Gluten-free High Protein Banana Bread is soft, fluffy, and protein-packed! No whey or plant-based protein powder needed. No added sugar, and totally delicious!
I recently started incorporating dairy into my life to see how I would tolerate it after having odd cravings for things like cottage cheese and yogurt. Overall, I’ve found that if my body craves something, it’s best to listen to those cues! After I got sick a few months back and had to go on antibiotics for a short time, I decided to make these changes. Almost like my body was wanting ALL the probiotics. So I sought out probiotic-rich brands of yogurt and cottage cheese (Good Culture and Nancy’s are AWESOME!).
So far, I eat small amounts at a time each day, and I haven’t had any digestive issues or bloating that led me to cut out dairy to begin with. No breakouts either! It’s so cool to see how the body can adapt to things after some time away. I have had fun experimenting with different dairy-containing foods, and it’s also opened up a whole new world of recipe possibilities.
The recipe I’m sharing today is my first dairy-containing recipe in quite a long time, and it’s a real winner! A PROTEIN PACKED banana bread without any added whey or plant-based protein powders. So for those that don’t like spending money on powders, this one is for you.
High Protein Banana Bread
My banana bread recipes always seem to come about when the store is out of green bananas, and I am forced to buy a *slightly* overripe bunch of bananas.
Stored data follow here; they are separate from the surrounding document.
use chrono::NaiveDateTime;
use log::{debug, warn};
use serde::{Deserialize, Serialize};

use super::introspect::ColumnDescription;
use super::types::TypeMapper;
use super::Dialect;
use crate::errors::DbError;
use crate::models::migration::{Migration, TIMESTAMP_FORMAT};
use crate::models::schema::{
    is_numeric_literal, Column, ColumnType, DefaultValue, ForeignKey, IdColumn, Index, Table,
    TableOptions,
};

/// Longest migration name the version table stores.
pub const MIGRATION_NAME_LIMIT: usize = 100;

fn default_charset() -> String {
    "utf8".to_string()
}

/// Options for `create_database`.
#[derive(Debug, Clone, PartialEq, Eq, Serialize, Deserialize)]
pub struct DatabaseOptions {
    #[serde(default = "default_charset")]
    pub charset: String,
    #[serde(default)]
    pub collation: Option<String>,
}

impl Default for DatabaseOptions {
    fn default() -> Self {
        Self {
            charset: default_charset(),
            collation: None,
        }
    }
}

/// Renders schema changes as SQL statements for one dialect.
///
/// Every method is pure: statements come back as strings and the caller
/// decides when to execute them. Operations the dialect cannot express
/// fail with `UnsupportedOperation`.
#[derive(Debug, Clone, Copy)]
pub struct DdlGenerator {
    dialect: Dialect,
    types: TypeMapper,
}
Then when I can’t eat them all before they get brown and don’t really want to freeze them, I am left with the perfect opportunity to make a new kind of banana bread for you all!
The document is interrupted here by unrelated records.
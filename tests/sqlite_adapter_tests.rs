#![cfg(feature = "sqlite")]

use dbshift::models::migration::parse_timestamp;
use dbshift::{
    Adapter, AdapterState, Column, ColumnType, ConnectionConfig, DatabaseOptions, DbError,
    DefaultValue, Dialect, Direction, ForeignKey, Index, Migration, SchemaAdapter, Table,
};

fn init_logger() {
    let _ = env_logger::builder().is_test(true).try_init();
}

async fn memory_adapter() -> Adapter {
    init_logger();
    let mut adapter = Adapter::new(ConnectionConfig::sqlite_memory());
    adapter.connect().await.unwrap();
    adapter
}

fn posts() -> Table {
    Table::new("posts")
        .column(Column::new("title", ColumnType::String).null(true))
        .column(Column::new("body", ColumnType::Text).null(true))
        .column(Column::new("views", ColumnType::Integer).default_value(0i64))
        .index(Index::new(["title"]))
}

struct Step {
    version: i64,
    name: &'static str,
}

impl Migration for Step {
    fn version(&self) -> i64 {
        self.version
    }

    fn name(&self) -> &str {
        self.name
    }
}

#[tokio::test]
async fn test_connect_bootstraps_version_table() {
    let adapter = memory_adapter().await;

    assert_eq!(adapter.state(), AdapterState::Ready);
    assert!(adapter.has_schema_table().await.unwrap());
    assert!(adapter.has_table("SCHEMA_VERSIONS").await.unwrap());
    assert!(adapter.get_versions().await.unwrap().is_empty());
    assert!(adapter.has_database("main").await.unwrap());
}

#[tokio::test]
async fn test_table_lifecycle() {
    let adapter = memory_adapter().await;
    adapter.create_table(posts()).await.unwrap();

    assert!(adapter.has_table("posts").await.unwrap());
    assert!(adapter.has_column("posts", "Title").await.unwrap());
    assert!(!adapter.has_column("posts", "author").await.unwrap());
    assert!(adapter.has_index("posts", &["title"]).await.unwrap());
    assert!(adapter.describe_table("posts").await.unwrap().is_some());

    let columns = adapter.get_columns("posts").await.unwrap();
    let names: Vec<&str> = columns.iter().map(|c| c.name.as_str()).collect();
    assert_eq!(names, vec!["id", "title", "body", "views"]);
    assert!(columns[0].identity);
    assert!(!columns[0].null);
    assert_eq!(columns[1].column_type, ColumnType::String);
    assert!(columns[1].null);
    assert_eq!(columns[2].column_type, ColumnType::Text);
    assert_eq!(columns[3].default, Some(DefaultValue::Numeric("0".to_string())));

    adapter
        .add_column("posts", &Column::new("slug", ColumnType::String).limit(80).null(true))
        .await
        .unwrap();
    adapter.rename_column("posts", "slug", "permalink").await.unwrap();
    assert!(adapter.has_column("posts", "permalink").await.unwrap());
    assert!(!adapter.has_column("posts", "slug").await.unwrap());

    adapter.drop_column("posts", "permalink").await.unwrap();
    assert!(!adapter.has_column("posts", "permalink").await.unwrap());

    adapter.rename_table("posts", "articles").await.unwrap();
    assert!(!adapter.has_table("posts").await.unwrap());
    assert!(adapter.has_table("articles").await.unwrap());

    adapter.drop_table("articles").await.unwrap();
    assert!(!adapter.has_table("articles").await.unwrap());
}

#[tokio::test]
async fn test_rename_missing_column_fails() {
    let adapter = memory_adapter().await;
    adapter.create_table(posts()).await.unwrap();

    assert!(matches!(
        adapter.rename_column("posts", "missing", "other").await,
        Err(DbError::ColumnNotFound { .. })
    ));
}

#[tokio::test]
async fn test_indexes_by_columns_and_name() {
    let adapter = memory_adapter().await;
    adapter.create_table(posts()).await.unwrap();
    adapter
        .add_index("posts", &Index::new(["body", "views"]).unique(true))
        .await
        .unwrap();

    let indexes = adapter.get_indexes("posts").await.unwrap();
    assert!(indexes["posts_body_views"].unique);
    assert!(!indexes["posts_title"].unique);
    assert!(adapter.has_index("posts", &["VIEWS", "body"]).await.unwrap());

    adapter.drop_index("posts", &["views", "body"]).await.unwrap();
    assert!(!adapter.has_index("posts", &["views"]).await.unwrap());

    adapter.drop_index_by_name("posts", "posts_title").await.unwrap();
    adapter.drop_index_by_name("posts", "posts_title").await.unwrap();
    assert!(adapter.get_indexes("posts").await.unwrap().is_empty());
}

#[tokio::test]
async fn test_foreign_keys_declared_at_create_time() {
    let adapter = memory_adapter().await;
    adapter.create_table(posts()).await.unwrap();
    let comments = Table::new("comments")
        .column(Column::new("post_id", ColumnType::Integer))
        .column(Column::new("body", ColumnType::Text))
        .foreign_key(ForeignKey::new(["post_id"], "posts", ["id"]).unwrap());
    adapter.create_table(comments).await.unwrap();

    let keys = adapter.get_foreign_keys("comments").await.unwrap();
    let key = &keys["comments_fk_0"];
    assert_eq!(key.columns(), ["post_id"]);
    assert_eq!(key.referenced_table(), "posts");
    assert!(adapter
        .has_foreign_key("comments", &["POST_ID"], None)
        .await
        .unwrap());
    assert!(!adapter
        .has_foreign_key("comments", &["body"], None)
        .await
        .unwrap());

    let result = adapter
        .add_foreign_key("comments", &ForeignKey::new(["body"], "posts", ["title"]).unwrap())
        .await;
    assert!(matches!(
        result,
        Err(DbError::UnsupportedOperation { dialect: "sqlite", .. })
    ));
}

#[tokio::test]
async fn test_unsupported_operations_leave_schema_alone() {
    let adapter = memory_adapter().await;
    adapter.create_table(posts()).await.unwrap();

    let change = adapter
        .change_column("posts", "title", &Column::new("title", ColumnType::Text))
        .await;
    assert!(matches!(change, Err(DbError::UnsupportedOperation { .. })));
    assert_eq!(
        adapter.get_columns("posts").await.unwrap()[1].column_type,
        ColumnType::String
    );

    assert!(matches!(
        adapter
            .create_database("other", &DatabaseOptions::default())
            .await,
        Err(DbError::UnsupportedOperation { .. })
    ));
    assert!(matches!(
        adapter.drop_database("other").await,
        Err(DbError::UnsupportedOperation { .. })
    ));
}

#[tokio::test]
async fn test_rollback_discards_schema_changes() {
    let adapter = memory_adapter().await;
    assert!(adapter.has_transactions());

    adapter.begin_transaction().await.unwrap();
    adapter.create_table(posts()).await.unwrap();
    assert!(adapter.has_table("posts").await.unwrap());
    adapter.rollback_transaction().await.unwrap();
    assert!(!adapter.has_table("posts").await.unwrap());

    adapter.begin_transaction().await.unwrap();
    adapter.create_table(posts()).await.unwrap();
    adapter.commit_transaction().await.unwrap();
    assert!(adapter.has_table("posts").await.unwrap());
}

#[tokio::test]
async fn test_version_tracking() {
    let adapter = memory_adapter().await;
    let start = parse_timestamp("2024-03-01 12:00:00").unwrap();
    let end = parse_timestamp("2024-03-01 12:00:03").unwrap();
    let first = Step {
        version: 20240301120000,
        name: "CreatePosts",
    };
    let second = Step {
        version: 20240302090000,
        name: "AddSlugToPosts",
    };

    adapter.migrated(&second, Direction::Up, start, end).await.unwrap();
    adapter.migrated(&first, Direction::Up, start, end).await.unwrap();
    assert_eq!(
        adapter.get_versions().await.unwrap(),
        vec![20240301120000, 20240302090000]
    );

    adapter.toggle_breakpoint(20240302090000).await.unwrap();
    let log = adapter.get_version_log().await.unwrap();
    assert_eq!(log[0].migration_name.as_deref(), Some("CreatePosts"));
    assert_eq!(log[0].start_time, Some(start));
    assert_eq!(log[0].end_time, Some(end));
    assert!(!log[0].breakpoint);
    assert!(log[1].breakpoint);

    assert_eq!(adapter.reset_all_breakpoints().await.unwrap(), 1);
    assert_eq!(adapter.reset_all_breakpoints().await.unwrap(), 0);

    adapter.migrated(&second, Direction::Down, start, end).await.unwrap();
    assert_eq!(adapter.get_versions().await.unwrap(), vec![20240301120000]);
}

#[tokio::test]
async fn test_file_database_survives_reconnect() {
    init_logger();
    let dir = tempfile::tempdir().unwrap();
    let path = dir.path().join("app.sqlite3");
    let config = ConnectionConfig::new(Dialect::Sqlite, path.to_string_lossy().to_string());
    let stamp = parse_timestamp("2024-03-01 12:00:00").unwrap();

    let mut adapter = Adapter::new(config.clone());
    adapter.connect().await.unwrap();
    adapter.create_table(posts()).await.unwrap();
    adapter
        .migrated(
            &Step {
                version: 20240301120000,
                name: "CreatePosts",
            },
            Direction::Up,
            stamp,
            stamp,
        )
        .await
        .unwrap();
    adapter.disconnect().await.unwrap();
    assert!(matches!(
        adapter.get_versions().await,
        Err(DbError::NotConnected)
    ));

    let mut reopened = Adapter::new(config);
    reopened.connect().await.unwrap();
    assert!(reopened.has_table("posts").await.unwrap());
    assert_eq!(reopened.get_versions().await.unwrap(), vec![20240301120000]);
}

#[tokio::test]
async fn test_fetch_all_decodes_typed_columns() {
    let adapter = memory_adapter().await;
    adapter
        .create_table(
            Table::new("readings")
                .column(Column::new("count", ColumnType::Integer))
                .column(Column::new("taken_at", ColumnType::Timestamp))
                .column(Column::new("price", ColumnType::Decimal).precision(10, 2))
                .column(Column::new("note", ColumnType::String).null(true)),
        )
        .await
        .unwrap();
    adapter
        .execute(
            "INSERT INTO \"readings\" (\"count\", \"taken_at\", \"price\") \
             VALUES (7, '2024-01-01 10:00:00', 12.5)",
        )
        .await
        .unwrap();

    let rows = adapter
        .fetch_all("SELECT \"count\", \"taken_at\", \"price\", \"note\" FROM \"readings\"")
        .await
        .unwrap();
    assert_eq!(rows.len(), 1);
    let row = &rows[0];
    assert_eq!(row.get_i64("count"), Some(7));
    assert_eq!(row.get_str("taken_at").as_deref(), Some("2024-01-01 10:00:00"));
    assert_eq!(row.get_str("price").as_deref(), Some("12.5"));
    assert_eq!(row.get("note"), Some(&serde_json::Value::Null));
}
The recipe I am sharing today is super fluffy, almost cake-like, and protein-packed. No whey protein or plant-based protein powder is needed. All the protein comes from a mix of egg protein and Greek yogurt.
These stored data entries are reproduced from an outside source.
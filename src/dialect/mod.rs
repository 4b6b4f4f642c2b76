//! Dialect-specific SQL: identifier quoting, type mapping, DDL rendering and
//! catalog introspection for each supported database.

use std::fmt;

use serde::{Deserialize, Serialize};

use crate::db::DbSession;
use crate::errors::DbError;
use crate::models::connections::ConnectionConfig;
use crate::models::schema::ColumnType;

pub mod ddl;
pub mod introspect;
pub mod types;

pub use ddl::{DatabaseOptions, DdlGenerator};
pub use introspect::{ColumnDescription, Introspector};
pub use types::{NativeType, ParsedType, TypeMapper};

/// The closed set of supported databases, chosen once per adapter.
#[derive(Debug, Clone, Copy, PartialEq, Eq, Hash, Serialize, Deserialize)]
#[serde(rename_all = "lowercase")]
pub enum Dialect {
    MySql,
    Postgres,
    Sqlite,
}

impl Dialect {
    pub fn name(&self) -> &'static str {
        match self {
            Dialect::MySql => "mysql",
            Dialect::Postgres => "postgres",
            Dialect::Sqlite => "sqlite",
        }
    }

    /// Quotes a single identifier, doubling any embedded quote character.
    pub fn quote_column_name(&self, name: &str) -> String {
        match self {
            Dialect::MySql => format!("`{}`", name.replace('`', "``")),
            Dialect::Postgres | Dialect::Sqlite => format!("\"{}\"", name.replace('"', "\"\"")),
        }
    }

    /// Quotes a possibly schema-qualified table name part by part.
    pub fn quote_table_name(&self, name: &str) -> String {
        name.split('.')
            .map(|part| self.quote_column_name(part))
            .collect::<Vec<_>>()
            .join(".")
    }

    /// Renders a string literal. MySQL also treats backslash as an escape.
    pub fn quote_string(&self, value: &str) -> String {
        match self {
            Dialect::MySql => format!("'{}'", value.replace('\\', "\\\\").replace('\'', "''")),
            Dialect::Postgres | Dialect::Sqlite => format!("'{}'", value.replace('\'', "''")),
        }
    }

    pub fn boolean_literal(&self, value: bool) -> &'static str {
        match (self, value) {
            (Dialect::Postgres, true) => "true",
            (Dialect::Postgres, false) => "false",
            (_, true) => "1",
            (_, false) => "0",
        }
    }

    /// Abstract types that accept an `unsigned` marker.
    pub fn is_signed_type(&self, column_type: ColumnType) -> bool {
        match self {
            Dialect::MySql => matches!(
                column_type,
                ColumnType::Integer
                    | ColumnType::BigInteger
                    | ColumnType::Float
                    | ColumnType::Decimal
            ),
            Dialect::Postgres | Dialect::Sqlite => false,
        }
    }

    pub fn has_transactions(&self) -> bool {
        true
    }

    pub fn begin_transaction_sql(&self) -> &'static str {
        match self {
            Dialect::MySql => "START TRANSACTION",
            Dialect::Postgres => "BEGIN",
            Dialect::Sqlite => "BEGIN TRANSACTION",
        }
    }

    pub fn commit_transaction_sql(&self) -> &'static str {
        "COMMIT"
    }

    pub fn rollback_transaction_sql(&self) -> &'static str {
        "ROLLBACK"
    }

    /// Opens a session with the driver compiled in for this dialect.
    pub async fn open_session(
        &self,
        config: &ConnectionConfig,
    ) -> Result<Box<dyn DbSession>, DbError> {
        match self {
            #[cfg(feature = "mysql")]
            Dialect::MySql => Ok(Box::new(
                crate::db::mysql::MySqlSession::connect(config).await?,
            )),
            #[cfg(feature = "postgres")]
            Dialect::Postgres => Ok(Box::new(
                crate::db::postgres::PgSession::connect(config).await?,
            )),
            #[cfg(feature = "sqlite")]
            Dialect::Sqlite => Ok(Box::new(
                crate::db::sqlite::SqliteSession::connect(config).await?,
            )),
            #[allow(unreachable_patterns)]
            other => {
                let _ = config;
                Err(DbError::DriverUnavailable(other.name().to_string()))
            }
        }
    }
}

impl fmt::Display for Dialect {
    fn fmt(&self, f: &mut fmt::Formatter<'_>) -> fmt::Result {
        f.write_str(self.name())
    }
}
This high-protein banana bread is:
- high fiber
- no added sugar
….and totally delicious!
How to Make High-Protein Banana Bread
This gluten-free high protein banana bread couldn’t be simpler to make. It’s actually a one-bowl recipe if you use a food processor, and it’s ready in 30 minutes.
- Firstly, place the bananas, egg whites, and yogurt into a food processor or blender and blend on high until well combined.
- Next, add coconut flour, oat fiber, egg protein, baking powder, and cinnamon, and blend again until pureed smooth.
- Pour batter into your prepared loaf pan and sprinkle with chocolate chips (You can also stir IN chocolate chips if you want! Bake for 30 minutes.
- Lastly, Remove from the oven and let cool completely before slicing and serving.
Easy peasy and perfect for satiating snacks and breakfasts all week long.
Grab the recipe below and get to baking!
High Protein Banana Bread
- Prep Time: 10 minutes
- Cook Time: 30 minutes
- Total Time: 40 minutes
- Yield: 1 loaf 1x
- Diet: Gluten Free
2 medium or 3 small ripe bananas (about 200 grams)
1/2 cup liquid egg whites (about 104 grams)
1 Chobani Zero Sugar Toasted Coconut Vanilla Yogurt
3 tbsp coconut flour (about 25 grams)
3 tbsp oat fiber (about 25 grams)
3 tbsp NOW Foods unflavored egg white protein (about 25 grams)
1 tsp cinnamon
2 tsp baking powder
1/4–1/3 cup Hu Kitchen No Sugar Added Chocolate Chips (use code: healthyhelper for 15% off)
Preheat oven to 350 degrees F. Line a bread loaf pan with parchment paper.
Place the bananas, egg whites, and yogurt into a food processor or blender and blend on high until well combined. Next, add in the flour, oat fiber, egg protein, baking powder, and cinnamon. Blend again until pureed smooth.
Pour batter into your prepared loaf pan and sprinkle with chocolate chips. You can also stir IN chocolate chips if you want. Bake for 30 minutes, then remove from the oven and let cool completely before slicing and serving.
Bake for 30 minutes. Remove from oven and let cool completely before lifting out of the pan to slice.